Kjell Wooding | 2002-12-17

Hi Santa. Kjell here. It’s been a while since I wrote you. Actually, I believe our last correspondence was done in crayon. Thanks for the Micronaut battle cruiser, by the way.

I’m writing you again, after all these years, to express my shock and horror that you continue to persist with this Christmas thing. What were you thinking when you came up with the idea, anyway? Sure, I like the presents, but think about the name: Christmas. That’s just a consonant and space away from ‘Christ Mass,’ which is clearly a religious celebration. December 25th is a statutory Holiday. That means everybody gets it off. You can’t take a statutory holiday and try to make it a religious event. That would be like turning a pagan solstice festival into a the highlight of the Christian calendar. It’s just not right. And politically incorrect, to boot.

You can’t take a statutory holiday and try to make it a religious event. That would be like turning a pagan solstice festival into a the highlight of the Christian calendar.

And please, Santa, don’t give me any of that “It’s just a name” garbage. We need to give December 25th another name. Something ambiguous and meaningless like “Boxing Day.” And don’t be handing me that old Xmas line, either. We all know that Christ, in Greek, starts with a chi, and that an uppercase chi is essentially indistinguishable from an X. It’s a disguised religious reference. No, we need something entirely different. Perhaps just a stylised “d25” emblem. We’ll probably have to refer to it as the holiday formerly known as Christmas for a while, but eventually we’ll be able to shorten that to simply The Holiday. That fits well with the politically correct seasonal greeting: Happy Holidays. Or perhaps we’ll just eliminate the name all together. It works in August, after all.

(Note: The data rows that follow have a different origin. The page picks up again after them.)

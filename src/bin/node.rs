//! Node binary

use clap::{Args, Parser, Subcommand};
use dynakv::common::{default_bind_addr, Config};
use dynakv::node::messages::{Envelope, Message};
use dynakv::transport::{listen, Locator, Mailbox, TcpTransport};
use dynakv::Node;
use std::net::SocketAddr;
use std::path::PathBuf;
use tracing_subscriber::{layer::SubscriberExt, util::SubscriberInitExt};

#[derive(Parser)]
#[command(name = "dynakv-node")]
#[command(about = "dynakv ring member")]
#[command(version)]
struct Cli {
    #[command(subcommand)]
    command: Commands,
}

#[derive(Subcommand)]
enum Commands {
    /// Start the first node of a new ring
    Start {
        #[command(flatten)]
        node: NodeArgs,
    },

    /// Join an existing ring through one of its members
    Join {
        #[command(flatten)]
        node: NodeArgs,

        /// Address of any ring member
        #[arg(long)]
        contact: SocketAddr,
    },
}

#[derive(Args)]
struct NodeArgs {
    /// Node ID (also the node's position on the ring)
    #[arg(long)]
    id: u64,

    /// Bind address (defaults to 127.0.0.1:10000+id)
    #[arg(long)]
    bind: Option<SocketAddr>,

    /// Configuration file (TOML)
    #[arg(long)]
    config: Option<PathBuf>,

    /// Replication factor
    #[arg(short = 'n', long)]
    replicas: Option<usize>,

    /// Read quorum
    #[arg(short = 'r', long)]
    read_quorum: Option<usize>,

    /// Write quorum
    #[arg(short = 'w', long)]
    write_quorum: Option<usize>,
}

#[tokio::main]
async fn main() -> anyhow::Result<()> {
    let cli = Cli::parse();

    let (args, contact) = match cli.command {
        Commands::Start { node } => (node, None),
        Commands::Join { node, contact } => (node, Some(contact)),
    };

    // Load config from file and environment, then override with CLI arguments
    let mut config = Config::load(args.config.as_deref())?;
    if let Some(n) = args.replicas {
        config.replication.n = n;
    }
    if let Some(r) = args.read_quorum {
        config.replication.r = r;
    }
    if let Some(w) = args.write_quorum {
        config.replication.w = w;
    }
    let settings = config.node_settings()?;

    tracing_subscriber::registry()
        .with(
            tracing_subscriber::EnvFilter::try_from_default_env()
                .unwrap_or_else(|_| config.log_level.clone().into()),
        )
        .with(tracing_subscriber::fmt::layer())
        .init();

    let bind = match args.bind {
        Some(bind) => bind,
        None => default_bind_addr(args.id)?,
    };

    let mailbox = Mailbox::new();
    let inbox = mailbox.sender();
    let (local_addr, listener) = listen(bind, mailbox.sender()).await?;
    let locator = Locator::from(local_addr);

    let mut node = Node::new(args.id, locator.clone(), settings, TcpTransport::new(), mailbox);
    if let Some(contact) = contact {
        node.start_join(contact);
    }

    // Ctrl-C turns into a graceful leave
    tokio::spawn(async move {
        if tokio::signal::ctrl_c().await.is_ok() {
            tracing::info!("Interrupted, leaving the ring");
            let _ = inbox.send(Envelope::new(locator, Message::Leave));
        }
    });

    let result = node.run().await;
    listener.abort();
    result?;

    Ok(())
}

And then there’s the matter of your name: Santa Claus. It seems fairly unassuming at first, but then the Kris Kringles and the Sinter Klaas’s start coming. The next think you know, somebody realizes that jolly old St. Nicholas was a saint, and we’re back to that whole religion thing again. I’m sorry Santa, I’m afraid the name has to go. We need a more religiously neutral name for you—perhaps “Happy Holiday Harry.” Yes, that rolls off the tongue nicely.

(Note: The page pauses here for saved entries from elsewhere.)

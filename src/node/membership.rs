//! Ring membership: join, handoff and graceful leave
//!
//! Membership changes are announced by broadcast and applied locally by
//! each receiver. A node only ever keeps the items it replicates under its
//! current view of the ring; whenever that view grows, items that moved to
//! someone else are released.

use crate::common::{Error, Result};
use crate::node::item::{Item, NodeId, Peer};
use crate::node::messages::{ClientReply, Message};
use crate::node::server::Node;
use crate::transport::{Locator, Transport};
use tokio::time::{timeout_at, Instant};

impl<T: Transport> Node<T> {
    /// Send `message` to `to` and wait for the first reply `accept` matches.
    /// Everything else arriving meanwhile is kept for the dispatch loop.
    async fn ask<F>(&mut self, to: &Locator, message: Message, accept: F) -> Result<Message>
    where
        F: Fn(&Message) -> bool,
    {
        let deadline = Instant::now() + self.settings.bootstrap_timeout;
        let kind = message.kind();
        self.send(to, message);

        loop {
            match timeout_at(deadline, self.mailbox.recv()).await {
                Ok(Some(envelope)) if accept(&envelope.message) => return Ok(envelope.message),
                Ok(Some(envelope)) => {
                    tracing::debug!(
                        "Node {} deferring {} while waiting on {}",
                        self.id,
                        envelope.message.kind(),
                        to
                    );
                    self.backlog.push_back(envelope);
                }
                Ok(None) => return Err(Error::MailboxClosed),
                Err(_) => {
                    return Err(Error::Timeout(format!(
                        "no answer to {} from {}",
                        kind, to
                    )))
                }
            }
        }
    }

    /// Enter the ring through `contact`.
    pub(crate) async fn join(&mut self, contact: Locator) -> Result<()> {
        tracing::info!("Node {} joining through {}", self.id, contact);

        let request = Message::PeersList {
            is_request: true,
            peers: Vec::new(),
        };
        let reply = self
            .ask(&contact, request, |m| {
                matches!(m, Message::PeersList { is_request: false, .. })
            })
            .await?;
        match reply {
            Message::PeersList { peers, .. } => self.ring.add_peers(peers),
            other => return Err(Error::UnexpectedReply(other.kind().to_string())),
        }
        // Our own entry wins over whatever the contact knew about this id
        self.ring.add_peer(Peer::new(self.id, self.locator.clone()));

        self.request_handoff().await;

        let hello = Message::HelloMates {
            id: self.id,
            locator: self.locator.clone(),
        };
        for peer in self.other_peers() {
            self.send(&peer.locator, hello.clone());
        }

        tracing::info!(
            "Node {} joined a ring of {} peers holding {} items",
            self.id,
            self.ring.peer_count(),
            self.storage.len()
        );
        Ok(())
    }

    /// Ask the clockwise successor for the items this node now replicates.
    async fn request_handoff(&mut self) {
        let successor = match self.ring.next_peer(self.id) {
            Some(peer) if peer.id != self.id => peer.clone(),
            _ => return,
        };

        let request = Message::RequestInitItems {
            is_request: true,
            requester_id: self.id,
            requester_locator: self.locator.clone(),
            items: self.storage.items(),
        };
        let reply = self
            .ask(&successor.locator, request, |m| {
                matches!(m, Message::RequestInitItems { is_request: false, .. })
            })
            .await;

        match reply {
            Ok(Message::RequestInitItems { items, .. }) => {
                tracing::info!(
                    "Node {} received {} items from node {}",
                    self.id,
                    items.len(),
                    successor.id
                );
                self.storage.acquire_responsibility_of(items);
            }
            Ok(other) => {
                tracing::warn!("Node {} got {} instead of a handoff", self.id, other.kind());
            }
            Err(e) => {
                tracing::warn!(
                    "Node {} continuing without handoff from node {}: {}",
                    self.id,
                    successor.id,
                    e
                );
            }
        }
    }

    pub(crate) fn on_handoff_request(
        &mut self,
        requester_id: NodeId,
        requester_locator: Locator,
        known: Vec<Item>,
    ) {
        self.ring
            .add_peer(Peer::new(requester_id, requester_locator.clone()));

        let n = self.settings.replication.n;
        let items: Vec<Item> = self
            .storage
            .retrieve_all(&known)
            .into_iter()
            .filter(|item| self.ring.is_replica_for(n, item.key, requester_id))
            .collect();

        tracing::info!(
            "Node {} handing {} items to node {}",
            self.id,
            items.len(),
            requester_id
        );
        self.send(
            &requester_locator,
            Message::RequestInitItems {
                is_request: false,
                requester_id,
                requester_locator: requester_locator.clone(),
                items,
            },
        );

        self.release_foreign_items();
    }

    pub(crate) fn on_hello_mates(&mut self, id: NodeId, locator: Locator) {
        if id == self.id {
            return;
        }
        tracing::info!("Node {} welcomes node {} ({})", self.id, id, locator);
        self.ring.add_peer(Peer::new(id, locator));
        self.release_foreign_items();
    }

    /// Drop every item this node is no longer a replica for.
    fn release_foreign_items(&mut self) {
        let n = self.settings.replication.n;
        let foreign: Vec<Item> = self
            .storage
            .items()
            .into_iter()
            .filter(|item| !self.ring.is_replica_for(n, item.key, self.id))
            .collect();

        if !foreign.is_empty() {
            tracing::debug!("Node {} releasing {} items", self.id, foreign.len());
            self.storage.lose_responsibility_of(&foreign);
        }
    }

    /// Leave the ring, forwarding every item to the remaining members.
    pub(crate) fn leave(&mut self, requester: Locator) {
        if let Some(client) = self.coordinator.abort() {
            self.send(&client, ClientReply::Failure.into());
        }

        let bye = Message::ByeMates {
            id: self.id,
            items: self.storage.items(),
        };
        for peer in self.other_peers() {
            self.send(&peer.locator, bye.clone());
        }

        if requester != self.locator {
            self.send(&requester, ClientReply::Success.into());
        }
        tracing::info!("Node {} left the ring", self.id);
    }

    pub(crate) fn on_bye_mates(&mut self, id: NodeId, items: Vec<Item>) {
        if id == self.id || !self.ring.remove_peer(id) {
            tracing::warn!("Node {} ignoring goodbye: {}", self.id, Error::UnknownPeer(id));
            return;
        }
        tracing::info!("Node {} saw node {} leave", self.id, id);

        let n = self.settings.replication.n;
        if !self.ring.self_is_among_next_n_clockwise(id, n, self.id) {
            return;
        }

        let self_id = self.id;
        let ring = &self.ring;
        let changed = self.storage.merge(
            items
                .into_iter()
                .filter(|item| ring.is_replica_for(n, item.key, self_id)),
        );
        tracing::debug!("Node {} took over {} items from node {}", self.id, changed, id);
    }
}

Now, let’s turn to some of those holiday traditions. First off, Christmas lights. Obviously, the name is gone, but there’s a deeper issue here. I seem to recall a story about a baby, a barn, and a big, fat star. It looks to me like the decorations-formerly-known-as-Christmas-lights are yet another throwback to a specific religion, and hence, have to go, too. Still, it is kind of nice to decorate the house at this time of year. Perhaps something less offensive, like hanging fruit, or shiny beads?

It is kind of nice to decorate the house at this time of year. Perhaps something less offensive, like hanging fruit, or shiny beads?

Which brings us to the old standby: the Christmas tree. I had high hopes for this part of Christmas – after all, it is one of my favorites – until someone had to bring up the whole St. Bonifice thing. In other words, the tree has to go, too. Of course, that’s not to say a different kind of tree might not be usable here. Poplars, for instance, are little more than weed trees , stuck into the ground by greedy, money-grubbing developers looking for a way to make their communities look more natural, quickly. Why not kill two birds with one stone; hack down and decorate little poplars for the holiday season?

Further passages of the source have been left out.